According to company lore, CEO Blake Resnick developed BRINC’s Lemur drone to assist law enforcement and security services in responding to the kinds of horror he witnessed during the 2017 Mandalay Bay shootings in his Las Vegas hometown – a helping hand the precocious tech boss is now extending to Ukraine rescue workers grappling with the nightmare inflicted by invading Russian troops. 

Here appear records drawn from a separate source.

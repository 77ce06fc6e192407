//! Human-readable rendering for CLI output.

use std::fmt::Write;

use content_export_core::{ContentTree, ExportResult};

/// Indented pre-order outline of the visible tree, one `TYPE id [typeId]` per line.
pub fn render_outline(tree: &ContentTree) -> String {
    let mut out = String::new();
    let mut stack = vec![(tree.root_id(), 0usize)];

    while let Some((id, depth)) = stack.pop() {
        let node = tree.node(id);
        let _ = write!(out, "{}{} {}", "  ".repeat(depth), node.node_type, node.id);
        if let Some(type_id) = &node.type_id {
            let _ = write!(out, " [{type_id}]");
        }
        out.push('\n');

        let visible: Vec<_> = tree
            .children(id)
            .filter(|child| !child.hidden)
            .map(|child| child.handle())
            .collect();
        for child in visible.into_iter().rev() {
            stack.push((child, depth + 1));
        }
    }
    out
}

pub fn format_summary(result: &ExportResult) -> String {
    let mut out = String::new();
    let _ = writeln!(
        out,
        "Exported {} page(s), {} content asset(s), {} component(s)",
        result.page_count, result.content_count, result.component_count
    );
    let _ = writeln!(out, "Assets downloaded: {}", result.downloaded_assets.len());
    if !result.failed_assets.is_empty() {
        let _ = writeln!(out, "Assets failed: {}", result.failed_assets.len());
        for failed in &result.failed_assets {
            let _ = writeln!(out, "  {}: {}", failed.id, failed.error);
        }
    }
    let _ = writeln!(out, "Library written to {}", result.markup_path.display());
    out
}
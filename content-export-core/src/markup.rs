//! Owned XML element tree used for a node's raw metadata.
//!
//! Library archives are read once with `quick-xml` into [`Element`] values and
//! written back with the same crate's writer. Whitespace-only text between
//! elements is dropped on read; the writer re-indents the document.

use std::borrow::Cow;

use quick_xml::escape::unescape;
use quick_xml::events::{BytesCData, BytesDecl, BytesEnd, BytesStart, BytesText, Event};
use quick_xml::{Reader, Writer};

use crate::error::ParseError;

/// An XML element with its attributes (document order) and children.
#[derive(Debug, Clone, PartialEq, Eq, Default)]
pub struct Element {
    pub name: String,
    pub attributes: Vec<(String, String)>,
    pub children: Vec<XmlNode>,
}

#[derive(Debug, Clone, PartialEq, Eq)]
pub enum XmlNode {
    Element(Element),
    Text(String),
    CData(String),
}

impl Element {
    pub fn new(name: impl Into<String>) -> Self {
        Self {
            name: name.into(),
            ..Default::default()
        }
    }

    pub fn with_attribute(mut self, key: impl Into<String>, value: impl Into<String>) -> Self {
        self.attributes.push((key.into(), value.into()));
        self
    }

    pub fn with_child(mut self, child: Element) -> Self {
        self.children.push(XmlNode::Element(child));
        self
    }

    pub fn with_text(mut self, text: impl Into<String>) -> Self {
        self.children.push(XmlNode::Text(text.into()));
        self
    }

    pub fn with_cdata(mut self, text: impl Into<String>) -> Self {
        self.children.push(XmlNode::CData(text.into()));
        self
    }

    /// Element name without any namespace prefix.
    pub fn local_name(&self) -> &str {
        local_part(&self.name)
    }

    pub fn attr(&self, key: &str) -> Option<&str> {
        self.attributes
            .iter()
            .find(|(k, _)| k == key)
            .map(|(_, v)| v.as_str())
    }

    /// Direct child elements, in document order.
    pub fn elements(&self) -> impl Iterator<Item = &Element> {
        self.children.iter().filter_map(|c| match c {
            XmlNode::Element(e) => Some(e),
            _ => None,
        })
    }

    pub fn elements_mut(&mut self) -> impl Iterator<Item = &mut Element> {
        self.children.iter_mut().filter_map(|c| match c {
            XmlNode::Element(e) => Some(e),
            _ => None,
        })
    }

    /// Direct child elements with the given local name.
    pub fn children_named<'a>(&'a self, local: &'a str) -> impl Iterator<Item = &'a Element> + 'a {
        self.elements().filter(move |e| e.local_name() == local)
    }

    pub fn child(&self, local: &str) -> Option<&Element> {
        self.elements().find(|e| e.local_name() == local)
    }

    /// Concatenated text and CDATA content of this element's direct children.
    pub fn text(&self) -> String {
        let mut out = String::new();
        for child in &self.children {
            match child {
                XmlNode::Text(t) | XmlNode::CData(t) => out.push_str(t),
                XmlNode::Element(_) => {}
            }
        }
        out
    }

    /// Text of the first child element with the given local name, trimmed.
    pub fn child_text(&self, local: &str) -> Option<String> {
        self.child(local).map(|c| c.text().trim().to_string())
    }

    /// Drops direct child elements for which `keep` returns false.
    pub fn retain_elements<F>(&mut self, mut keep: F)
    where
        F: FnMut(&Element) -> bool,
    {
        self.children.retain(|c| match c {
            XmlNode::Element(e) => keep(e),
            _ => true,
        });
    }
}

fn local_part(name: &str) -> &str {
    name.rsplit_once(':').map(|(_, l)| l).unwrap_or(name)
}

/// Parse a whole XML document and return its root element.
pub fn parse_document(content: &str) -> Result<Element, ParseError> {
    let content = content.strip_prefix('\u{feff}').unwrap_or(content);
    let mut reader = Reader::from_str(content);
    reader.config_mut().trim_text(false);

    let mut stack: Vec<Element> = Vec::new();
    let mut text = String::new();
    let mut root: Option<Element> = None;

    loop {
        let event = reader.read_event()?;
        if root.is_some() {
            match event {
                Event::Eof => break,
                Event::Text(e) if <[u8] as AsRef<[u8]>>::as_ref(&e).iter().all(u8::is_ascii_whitespace) => {}
                Event::Start(_)
                | Event::Empty(_)
                | Event::End(_)
                | Event::Text(_)
                | Event::CData(_)
                | Event::GeneralRef(_) => {
                    return Err(ParseError::Unbalanced("content after the root element".into()));
                }
                _ => {}
            }
            continue;
        }

        match event {
            Event::Start(e) => {
                flush_text(&mut stack, &mut text);
                stack.push(element_from_start(&e)?);
            }
            Event::Empty(e) => {
                flush_text(&mut stack, &mut text);
                let element = element_from_start(&e)?;
                match stack.last_mut() {
                    Some(parent) => parent.children.push(XmlNode::Element(element)),
                    None => root = Some(element),
                }
            }
            Event::End(_) => {
                flush_text(&mut stack, &mut text);
                let element = stack
                    .pop()
                    .ok_or_else(|| ParseError::Unbalanced("closing tag without opening tag".into()))?;
                match stack.last_mut() {
                    Some(parent) => parent.children.push(XmlNode::Element(element)),
                    None => root = Some(element),
                }
            }
            Event::Text(e) => {
                if !stack.is_empty() {
                    text.push_str(&String::from_utf8_lossy(e.as_ref()));
                } else if !<[u8] as AsRef<[u8]>>::as_ref(&e).iter().all(u8::is_ascii_whitespace) {
                    return Err(ParseError::Unbalanced("text outside the root element".into()));
                }
            }
            Event::GeneralRef(e) => {
                if !stack.is_empty() {
                    let entity = String::from_utf8_lossy(e.as_ref());
                    match resolve_entity(&entity) {
                        Some(resolved) => text.push_str(&resolved),
                        None => {
                            text.push('&');
                            text.push_str(&entity);
                            text.push(';');
                        }
                    }
                }
            }
            Event::CData(e) => {
                flush_text(&mut stack, &mut text);
                if let Some(parent) = stack.last_mut() {
                    let data = String::from_utf8(e.into_inner().into_owned())?;
                    parent.children.push(XmlNode::CData(data));
                }
            }
            Event::Eof => break,
            // declarations, comments, processing instructions, doctype
            _ => {}
        }
    }

    if !stack.is_empty() {
        return Err(ParseError::Unbalanced(format!(
            "document ended inside <{}>",
            stack.last().map(|e| e.name.as_str()).unwrap_or_default()
        )));
    }
    root.ok_or_else(|| ParseError::Unbalanced("document has no root element".into()))
}

fn flush_text(stack: &mut [Element], text: &mut String) {
    if text.is_empty() {
        return;
    }
    if let Some(parent) = stack.last_mut() {
        if !text.trim().is_empty() {
            parent.children.push(XmlNode::Text(std::mem::take(text)));
        }
    }
    text.clear();
}

fn element_from_start(start: &BytesStart<'_>) -> Result<Element, ParseError> {
    let name = String::from_utf8(start.name().as_ref().to_vec())?;
    let mut attributes = Vec::new();
    for attr in start.attributes() {
        let attr = attr?;
        let key = String::from_utf8(attr.key.as_ref().to_vec())?;
        let raw = String::from_utf8(attr.value.to_vec())?;
        let value = unescape(&raw)?.into_owned();
        attributes.push((key, value));
    }
    Ok(Element {
        name,
        attributes,
        children: Vec::new(),
    })
}

fn resolve_entity(entity: &str) -> Option<Cow<'static, str>> {
    match entity {
        "apos" => return Some(Cow::Borrowed("'")),
        "quot" => return Some(Cow::Borrowed("\"")),
        "lt" => return Some(Cow::Borrowed("<")),
        "gt" => return Some(Cow::Borrowed(">")),
        "amp" => return Some(Cow::Borrowed("&")),
        _ => {}
    }

    let code = if let Some(hex) = entity.strip_prefix("#x") {
        u32::from_str_radix(hex, 16).ok()
    } else if let Some(dec) = entity.strip_prefix('#') {
        dec.parse::<u32>().ok()
    } else {
        None
    };
    code.and_then(char::from_u32)
        .map(|c| Cow::Owned(c.to_string()))
}

/// Serialize `root` as a standalone, indented UTF-8 document.
pub fn to_document_string(root: &Element) -> Result<String, ParseError> {
    let mut writer = Writer::new_with_indent(Vec::new(), b' ', 4);
    writer.write_event(Event::Decl(BytesDecl::new("1.0", Some("UTF-8"), None)))?;
    write_element(&mut writer, root)?;
    let mut out = String::from_utf8(writer.into_inner())?;
    out.push('\n');
    Ok(out)
}

fn write_element(writer: &mut Writer<Vec<u8>>, element: &Element) -> Result<(), ParseError> {
    let mut start = BytesStart::new(element.name.as_str());
    for (key, value) in &element.attributes {
        start.push_attribute((key.as_str(), value.as_str()));
    }

    if element.children.is_empty() {
        writer.write_event(Event::Empty(start))?;
        return Ok(());
    }

    writer.write_event(Event::Start(start))?;
    for child in &element.children {
        match child {
            XmlNode::Element(e) => write_element(writer, e)?,
            XmlNode::Text(t) => writer.write_event(Event::Text(BytesText::new(t)))?,
            XmlNode::CData(t) => writer.write_event(Event::CData(BytesCData::new(t.as_str())))?,
        }
    }
    writer.write_event(Event::End(BytesEnd::new(element.name.as_str())))?;
    Ok(())
}
//! # contract: collaborator interfaces for content export
//!
//! The export pipeline talks to the remote platform through two traits:
//!
//! - [`ArchiveJobs`] runs a server-side archive export job and hands back the
//!   compressed archive bytes.
//! - [`AssetFetcher`] downloads one static asset by its remote path.
//!
//! Neither trait says anything about authentication or transport. The CLI
//! crate provides a `reqwest` implementation; tests use the `mockall`
//! generated `MockArchiveJobs` / `MockAssetFetcher` (enabled by the
//! `test-export-mocks` feature).
//!
//! Local filesystem access is not abstracted: the orchestrator uses
//! `tokio::fs` directly.

use std::time::Duration;

use async_trait::async_trait;
#[cfg(any(test, feature = "test-export-mocks"))]
use mockall::automock;

pub use crate::error::{BoxError, JobError};

/// How long to wait for an archive export job, and how often to poll it.
#[derive(Debug, Clone, Copy, PartialEq, Eq)]
pub struct WaitOptions {
    pub timeout: Duration,
    pub poll_interval: Duration,
}

impl Default for WaitOptions {
    fn default() -> Self {
        Self {
            timeout: Duration::from_secs(600),
            poll_interval: Duration::from_secs(1),
        }
    }
}

/// Runs archive export jobs on the remote platform.
#[cfg_attr(any(test, feature = "test-export-mocks"), automock)]
#[async_trait]
pub trait ArchiveJobs: Send + Sync {
    /// Export `data_units` into an archive, wait for the job within `wait`,
    /// and return the downloaded archive bytes.
    async fn run_export_job(
        &self,
        data_units: &serde_json::Value,
        wait: &WaitOptions,
    ) -> Result<Vec<u8>, JobError>;
}

/// Downloads static assets from the remote platform.
#[cfg_attr(any(test, feature = "test-export-mocks"), automock)]
#[async_trait]
pub trait AssetFetcher: Send + Sync {
    /// Fetch one asset by its path relative to the platform's file root
    /// (e.g. `Libraries/SharedLibrary/default/images/hero.jpg`).
    async fn fetch_asset(&self, remote_path: &str) -> Result<Vec<u8>, BoxError>;
}
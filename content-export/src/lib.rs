pub mod cli;
pub mod instance;
pub mod load_config;
pub mod output;

pub use cli::{run, Cli, Commands};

On Sunday Resnick returned from a trip to an undesignated spot along the Polish border, where he delivered $150,000 in BRINC drones and material to members of Ukraine’s Emergency Services working to find, reach, and treat people injured in Russian assaults. The move marks yet another effort not only by UAV manufacturers, but also countless companies, charitable organizations, and private people to assist Ukraine’s defense against the nightmarish Russian onslaught. In BRINC’s case, that meant donating its Lemur drones designed to be tools for forces responding to disaster situations – and supplying quick training to Ukrainian recipients for most effective use.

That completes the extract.